Trevor Kelham will be with Barclays Wealth Management

Soon. [In his flesh. In the flesh. His flesh. It belongs to him. This is an edit, a rewriting or whatever. Even when I want to write like the dead people, I can't help adding something. No, not fire. Not on this occasion. Flesh. His flesh.] Any time now. Maybe the next few days. Maybe he's there already there. Yeah. Mr Kelham is [going to be] director and international wealth adviser within the wealth advisory division. He['ll] be managing major private client relationships, and he['ll] be developing new business.

He was a managing director at Rothschild. He was a director at Credit Suisse. He went to the University of Sheffield, and the University of Southampton, and ... somewhere else, and ... Law Society England Wales International Bar Association Society Trust Estate Practitioners Association Contentious Trust Probate Specialists Institute Directors Chartered Management ... Rugby, cricket, and golf. I say, he likes rugby, cricket, and golf. No one knows his opinion on football. It's a vulgar sport. I'm sure that's his opinion.

This is what they like /// I would cry, if I had tears left /// It's what they want /// I would wail, if I wasn't all done with wailing /// Oh, how the other half dies. [!] It's no reflection on Mr Kelham. He never asked to be written about like this. Normally, I would put in a bit of fire. [Blood? Flesh!] But I want to fit in now. I want to write like the dead people, now, who are still breathing. There are dead people still breathing who write about Mr Kelham and the others, and other subjects. There is nothing I can do to stop them.
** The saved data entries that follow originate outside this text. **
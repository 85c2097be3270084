mod common;

use common::*;
use exam_core::monitor::{PageSignal, ViolationKind};
use exam_core::state::{EndReason, SessionState};
use services::{Clock, ExamSession, HostEvent, ScoringError, SessionDriver, SessionUpdate};
use tokio::sync::mpsc;

async fn started(
    scoring: std::sync::Arc<ScriptedScoring>,
    store: std::sync::Arc<CountingStore>,
    link: exam_core::security::ShareLink,
) -> ExamSession {
    let mut session = loader(t0(), scoring, store).open(&link).await.unwrap();
    session.start(EMAIL, t0()).await.unwrap();
    session
}

fn drain(mut updates: mpsc::UnboundedReceiver<SessionUpdate>) -> Vec<SessionUpdate> {
    let mut seen = Vec::new();
    while let Ok(update) = updates.try_recv() {
        seen.push(update);
    }
    seen
}

#[tokio::test(start_paused = true)]
async fn manual_submit_through_the_driver() {
    let scoring = ScriptedScoring::new(vec![]);
    let mut session = started(scoring.clone(), CountingStore::new(), proctored()).await;

    let (events, rx) = mpsc::channel(8);
    let (tx, updates) = mpsc::unbounded_channel();
    for event in [
        HostEvent::Answer {
            question: 0,
            value: 1,
        },
        HostEvent::RequestSubmit,
        HostEvent::ConfirmSubmit,
    ] {
        events.send(event).await.unwrap();
    }

    let state = SessionDriver::new(Clock::fixed(t0()))
        .run(&mut session, rx, tx)
        .await;

    assert!(matches!(
        state,
        SessionState::Submitted {
            reason: EndReason::Manual,
            ..
        }
    ));
    let updates = drain(updates);
    assert!(updates.iter().any(|u| matches!(
        u,
        SessionUpdate::ConfirmSubmit(prompt) if prompt.answered == 1
    )));
    assert_eq!(scoring.calls().len(), 1);
    assert_eq!(scoring.calls()[0].1.answers, vec![1, -1]);
}

#[tokio::test(start_paused = true)]
async fn countdown_expiry_submits_automatically() {
    let scoring = ScriptedScoring::new(vec![]);
    let store = CountingStore::new();
    let mut session = started(scoring.clone(), store.clone(), proctored()).await;
    session.set_answer(1, 2).await.unwrap();

    let (_events, rx) = mpsc::channel(1);
    let (tx, updates) = mpsc::unbounded_channel();
    let state = SessionDriver::new(Clock::fixed(t0()))
        .run(&mut session, rx, tx)
        .await;

    assert!(matches!(
        state,
        SessionState::Submitted {
            reason: EndReason::TimeExpired,
            ..
        }
    ));
    let updates = drain(updates);
    assert!(updates.contains(&SessionUpdate::Tick { remaining: 1 }));
    assert!(updates.contains(&SessionUpdate::StateChanged(SessionState::Ending(
        EndReason::TimeExpired
    ))));
    assert_eq!(scoring.calls().len(), 1);
    assert_eq!(scoring.calls()[0].1.answers, vec![-1, 2]);
    assert_eq!(store.raw(), None);
}

#[tokio::test(start_paused = true)]
async fn leaving_the_page_ends_a_proctored_exam() {
    let scoring = ScriptedScoring::new(vec![]);
    let mut session = started(scoring.clone(), CountingStore::new(), proctored()).await;

    let (events, rx) = mpsc::channel(8);
    let (tx, updates) = mpsc::unbounded_channel();
    events.send(HostEvent::Page(PageSignal::Hidden)).await.unwrap();
    events.send(HostEvent::Page(PageSignal::Blur)).await.unwrap();

    let state = SessionDriver::new(Clock::fixed(t0()))
        .run(&mut session, rx, tx)
        .await;

    assert!(matches!(
        state,
        SessionState::Submitted {
            reason: EndReason::Violation,
            ..
        }
    ));
    let violations: Vec<_> = drain(updates)
        .into_iter()
        .filter_map(|u| match u {
            SessionUpdate::ViolationDetected(v) => Some(v.kind),
            _ => None,
        })
        .collect();
    assert_eq!(violations, vec![ViolationKind::VisibilityLost]);
    assert_eq!(scoring.calls().len(), 1);
}

#[tokio::test(start_paused = true)]
async fn closing_keeps_the_session_resumable() {
    let store = CountingStore::new();
    let mut session = started(ScriptedScoring::new(vec![]), store.clone(), unconfigured()).await;

    let (events, rx) = mpsc::channel(8);
    let (tx, updates) = mpsc::unbounded_channel();
    events
        .send(HostEvent::Answer {
            question: 7,
            value: 0,
        })
        .await
        .unwrap();
    events.send(HostEvent::ConfirmSubmit).await.unwrap();
    events.send(HostEvent::Close).await.unwrap();

    let state = SessionDriver::new(Clock::fixed(t0()))
        .run(&mut session, rx, tx)
        .await;

    assert_eq!(state, SessionState::InProgress);
    let rejected = drain(updates)
        .into_iter()
        .filter(|u| matches!(u, SessionUpdate::Rejected(_)))
        .count();
    assert_eq!(rejected, 2);
    assert!(store.raw().is_some());
}

#[tokio::test(start_paused = true)]
async fn failed_submission_waits_for_retry() {
    let scoring = ScriptedScoring::new(vec![
        Err(ScoringError::Timeout),
        Err(ScoringError::Server {
            status: 503,
            code: None,
        }),
    ]);
    let mut session = started(scoring.clone(), CountingStore::new(), proctored()).await;

    let (events, rx) = mpsc::channel(8);
    let (tx, mut updates) = mpsc::unbounded_channel();
    let driver = tokio::spawn(async move {
        SessionDriver::new(Clock::fixed(t0()))
            .run(&mut session, rx, tx)
            .await
    });

    events.send(HostEvent::RequestSubmit).await.unwrap();
    events.send(HostEvent::ConfirmSubmit).await.unwrap();

    while let Some(update) = updates.recv().await {
        if let SessionUpdate::StateChanged(SessionState::SubmissionError { reason, .. }) = update {
            assert_eq!(reason, EndReason::Manual);
            break;
        }
    }
    assert_eq!(scoring.calls().len(), 2);

    events.send(HostEvent::RetrySubmit).await.unwrap();
    let state = driver.await.unwrap();
    assert!(matches!(
        state,
        SessionState::Submitted {
            reason: EndReason::Manual,
            ..
        }
    ));
    assert_eq!(scoring.calls().len(), 3);
}
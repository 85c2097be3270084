mod answers;
mod attempt;
mod email;
mod exam;
mod ids;
mod session;

pub use answers::{AnswerError, AnswerSheet, UNANSWERED};
pub use attempt::{AttemptResult, AttemptSubmission};
pub use email::{EmailError, RespondentEmail};
pub use exam::{ExamDefinition, ExamDraft, ExamError, Question, QuestionKind};
pub use ids::{ParseIdError, ShareId};
pub use session::{SessionRecord, SessionRecordError};
use std::fmt;
use std::sync::Arc;
use std::time::Duration;

use exam_core::model::UNANSWERED;
use exam_core::monitor::PageSignal;
use exam_core::state::SessionState;
use exam_core::timer::format_remaining;
use services::session::status_notice;
use services::{
    ClientConfig, Clock, ExamSession, HostEvent, HttpExamCatalog, HttpScoringService,
    SessionDriver, SessionLoader, SessionUpdate, SubmissionProtocol,
};
use storage::SqliteSessionStore;
use tokio::io::{AsyncBufReadExt, BufReader};
use tokio::sync::mpsc;
use tracing_subscriber::EnvFilter;

#[derive(Debug)]
enum ArgsError {
    MissingValue { flag: &'static str },
    MissingLink,
    MissingEmail,
    UnknownArg(String),
    InvalidDbUrl { raw: String },
}

impl fmt::Display for ArgsError {
    fn fmt(&self, f: &mut fmt::Formatter<'_>) -> fmt::Result {
        match self {
            ArgsError::MissingValue { flag } => write!(f, "{flag} requires a value"),
            ArgsError::MissingLink => write!(f, "a share link is required"),
            ArgsError::MissingEmail => write!(f, "--email is required to start a new attempt"),
            ArgsError::UnknownArg(arg) => write!(f, "unknown argument: {arg}"),
            ArgsError::InvalidDbUrl { raw } => write!(f, "invalid --db value: {raw}"),
        }
    }
}

impl std::error::Error for ArgsError {}

fn require_value(
    args: &mut impl Iterator<Item = String>,
    flag: &'static str,
) -> Result<String, ArgsError> {
    args.next().ok_or(ArgsError::MissingValue { flag })
}

fn print_usage() {
    eprintln!("Usage:");
    eprintln!("  cargo run -p app -- take <share-url> [--email <address>] [--db <sqlite_url>] [--base-url <url>]");
    eprintln!();
    eprintln!("Commands while the exam runs:");
    eprintln!("  answer <question> <option>   select an option (both 1-based)");
    eprintln!("  clear <question>             remove an answer");
    eprintln!("  submit | confirm | cancel    manual submission");
    eprintln!("  retry                        resend after a failed submission");
    eprintln!("  hide | blur                  simulate leaving the page");
    eprintln!("  quit                         close; the attempt stays resumable");
    eprintln!();
    eprintln!("Environment:");
    eprintln!("  EXAM_API_BASE_URL, EXAM_STORE_URL, EXAM_SUBMIT_TIMEOUT_SECS, EXAM_SUBMIT_ATTEMPTS");
    eprintln!("  RUST_LOG (default: info)");
}

struct Args {
    link: String,
    email: Option<String>,
    config: ClientConfig,
}

impl Args {
    fn parse(args: &mut impl Iterator<Item = String>) -> Result<Self, ArgsError> {
        let mut config = ClientConfig::from_env();
        let mut link = None;
        let mut email = None;

        while let Some(arg) = args.next() {
            match arg.as_str() {
                "--email" => email = Some(require_value(args, "--email")?),
                "--db" => {
                    let value = require_value(args, "--db")?;
                    if value.trim().is_empty() {
                        return Err(ArgsError::InvalidDbUrl { raw: value });
                    }
                    config.store_url = value;
                }
                "--base-url" => {
                    config.base_url = require_value(args, "--base-url")?
                        .trim_end_matches('/')
                        .to_owned();
                }
                "--help" | "-h" => {
                    print_usage();
                    std::process::exit(0);
                }
                _ if arg.starts_with("--") => return Err(ArgsError::UnknownArg(arg)),
                _ if link.is_none() => link = Some(arg),
                _ => return Err(ArgsError::UnknownArg(arg)),
            }
        }

        Ok(Self {
            link: link.ok_or(ArgsError::MissingLink)?,
            email,
            config,
        })
    }
}

/// Map a console line to a host event. 1-based indices on the console.
fn parse_command(line: &str) -> Option<HostEvent> {
    let mut words = line.split_whitespace();
    let index = |raw: Option<&str>| raw?.parse::<usize>().ok()?.checked_sub(1);

    match words.next()? {
        "answer" | "a" => {
            let question = index(words.next())?;
            let option = i32::try_from(index(words.next())?).ok()?;
            Some(HostEvent::Answer {
                question,
                value: option,
            })
        }
        "clear" => Some(HostEvent::Answer {
            question: index(words.next())?,
            value: UNANSWERED,
        }),
        "submit" => Some(HostEvent::RequestSubmit),
        "confirm" | "yes" => Some(HostEvent::ConfirmSubmit),
        "cancel" | "no" => Some(HostEvent::CancelSubmit),
        "retry" => Some(HostEvent::RetrySubmit),
        "hide" => Some(HostEvent::Page(PageSignal::Hidden)),
        "blur" => Some(HostEvent::Page(PageSignal::Blur)),
        "quit" | "exit" => Some(HostEvent::Close),
        _ => None,
    }
}

fn print_exam(session: &ExamSession) {
    let exam = session.exam();
    println!("{}", exam.title());
    if !exam.description().is_empty() {
        println!("{}", exam.description());
    }
    for (index, question) in exam.questions().iter().enumerate() {
        println!();
        println!("{}. {}", index + 1, question.prompt);
        if let Some(context) = &question.context {
            println!("   {context}");
        }
        let selected = session.answers().get(index);
        for option in 0..question.option_count() {
            let marker = if selected == i32::try_from(option).ok() {
                "*"
            } else {
                " "
            };
            let label = question.option_label(option).unwrap_or_default();
            println!("  {marker}{}) {label}", option + 1);
        }
    }
    println!();
}

fn print_update(update: &SessionUpdate) {
    match update {
        SessionUpdate::Tick { remaining } if *remaining % 60 == 0 || *remaining <= 10 => {
            println!("time left: {}", format_remaining(*remaining));
        }
        SessionUpdate::Tick { .. } => {}
        SessionUpdate::StateChanged(state) => {
            if let Some(notice) = status_notice(state) {
                println!("{notice}");
            }
        }
        SessionUpdate::ViolationDetected(violation) => {
            println!("integrity violation: {}", violation.kind);
        }
        SessionUpdate::ConfirmSubmit(prompt) => {
            println!(
                "{} of {} answered, {} unanswered. Type `confirm` to submit or `cancel`.",
                prompt.answered, prompt.total, prompt.unanswered
            );
        }
        SessionUpdate::Rejected(reason) => println!("not accepted: {reason}"),
    }
}

fn print_results(session: &ExamSession) {
    let Some(disclosure) = session.disclosure() else {
        return;
    };
    if let Some(score) = &disclosure.score {
        println!(
            "score: {}/{} ({:.1}%)",
            score.score, score.total_questions, score.percentage
        );
    }
    for entry in disclosure.answer_key.iter().flatten() {
        let selected = entry
            .selected
            .map_or_else(|| "none".to_owned(), |v| (v + 1).to_string());
        println!(
            "{}. {} | correct: {} | yours: {selected}",
            entry.question + 1,
            entry.prompt,
            entry.correct_label.as_deref().unwrap_or("?"),
        );
    }
}

async fn run() -> Result<(), Box<dyn std::error::Error>> {
    let mut argv = std::env::args().skip(1).peekable();
    match argv.peek().map(String::as_str) {
        None | Some("--help" | "-h") => {
            print_usage();
            return Ok(());
        }
        Some("take") => {
            argv.next();
        }
        Some(_) => {}
    }

    let args = Args::parse(&mut argv).map_err(|e| {
        eprintln!("{e}");
        print_usage();
        e
    })?;

    let clock = Clock::default();
    let store = SqliteSessionStore::open(&args.config.store_url).await?;
    let client = reqwest::Client::new();
    let catalog = HttpExamCatalog::new(client.clone(), args.config.base_url.clone());
    let scoring = HttpScoringService::new(client, args.config.base_url.clone());
    let protocol =
        SubmissionProtocol::new(Arc::new(scoring)).with_policy(args.config.submission_policy());

    let loader = SessionLoader::new(
        clock,
        Arc::new(catalog),
        Arc::new(store),
        Arc::new(protocol),
    );
    let mut session = loader.open_url(&args.link).await?;

    if session.state() == &SessionState::NotStarted {
        let email = args.email.ok_or(ArgsError::MissingEmail)?;
        session.start(&email, clock.now()).await?;
    }
    print_exam(&session);
    println!(
        "time left: {}",
        format_remaining(session.remaining_seconds(clock.now()))
    );

    let (events, events_rx) = mpsc::channel(32);
    let (updates_tx, mut updates) = mpsc::unbounded_channel();

    let input = tokio::spawn(async move {
        let mut lines = BufReader::new(tokio::io::stdin()).lines();
        loop {
            let line = tokio::select! {
                line = lines.next_line() => line,
                _ = tokio::signal::ctrl_c() => Ok(Some("quit".to_owned())),
            };
            let event = match line {
                Ok(Some(line)) => match parse_command(&line) {
                    Some(event) => event,
                    None => {
                        eprintln!("unrecognised command: {line}");
                        continue;
                    }
                },
                Ok(None) => HostEvent::Close,
                Err(err) => {
                    tracing::warn!(error = %err, "stdin closed");
                    HostEvent::Close
                }
            };
            let closing = event == HostEvent::Close;
            if events.send(event).await.is_err() || closing {
                break;
            }
        }
    });

    let printer = tokio::spawn(async move {
        while let Some(update) = updates.recv().await {
            print_update(&update);
        }
    });

    let state = SessionDriver::new(clock)
        .with_tick_interval(Duration::from_secs(1))
        .run(&mut session, events_rx, updates_tx)
        .await;
    input.abort();
    printer.await?;

    if state.is_submitted() {
        print_results(&session);
    } else {
        println!("Progress saved. Open the same link again to resume.");
    }
    Ok(())
}

#[tokio::main]
async fn main() {
    tracing_subscriber::fmt()
        .with_env_filter(EnvFilter::try_from_default_env().unwrap_or_else(|_| EnvFilter::new("info")))
        .with_writer(std::io::stderr)
        .init();

    // Exit explicitly: a pending stdin read would otherwise hold up runtime shutdown.
    let code = match run().await {
        Ok(()) => 0,
        Err(err) => {
            eprintln!("{err}");
            2
        }
    };
    std::process::exit(code);
}

#[cfg(test)]
mod tests {
    use super::*;

    fn args(raw: &[&str]) -> Result<Args, ArgsError> {
        Args::parse(&mut raw.iter().map(|s| (*s).to_owned()))
    }

    #[test]
    fn console_commands_use_one_based_indices() {
        assert_eq!(
            parse_command("answer 2 3"),
            Some(HostEvent::Answer {
                question: 1,
                value: 2
            })
        );
        assert_eq!(
            parse_command("clear 1"),
            Some(HostEvent::Answer {
                question: 0,
                value: UNANSWERED
            })
        );
        assert_eq!(parse_command("answer 0 1"), None);
        assert_eq!(parse_command("hide"), Some(HostEvent::Page(PageSignal::Hidden)));
        assert_eq!(parse_command("dance"), None);
    }

    #[test]
    fn parses_link_and_flags() {
        let parsed = args(&[
            "https://exams.test/take/abc",
            "--email",
            "a@b.com",
            "--base-url",
            "http://api.test/",
            "--db",
            "sqlite::memory:",
        ])
        .unwrap();
        assert_eq!(parsed.link, "https://exams.test/take/abc");
        assert_eq!(parsed.email.as_deref(), Some("a@b.com"));
        assert_eq!(parsed.config.base_url, "http://api.test");
        assert_eq!(parsed.config.store_url, "sqlite::memory:");

        assert!(matches!(args(&[]), Err(ArgsError::MissingLink)));
        assert!(matches!(
            args(&["x", "--email"]),
            Err(ArgsError::MissingValue { flag: "--email" })
        ));
        assert!(matches!(args(&["x", "y"]), Err(ArgsError::UnknownArg(_))));
    }
}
I'm sure there are lively souls that play Russian roulette when they're feeling like this. Or a game with a knife, between their fingers. (Souls have fingers too.) When they're feeling like me, desperate and bored and angry and psychotic. But not Mr Kelham. He doesn't feel like this. There's no need for the gun or the knife. He's calm and happy. And ... not the dead. They're just pleased they're still breathing. I would be pleased, oh yes, indeed, indeed, indeed, if I were not so alive. That's where the pain comes from, being so alive. I'd recommend it to any of them.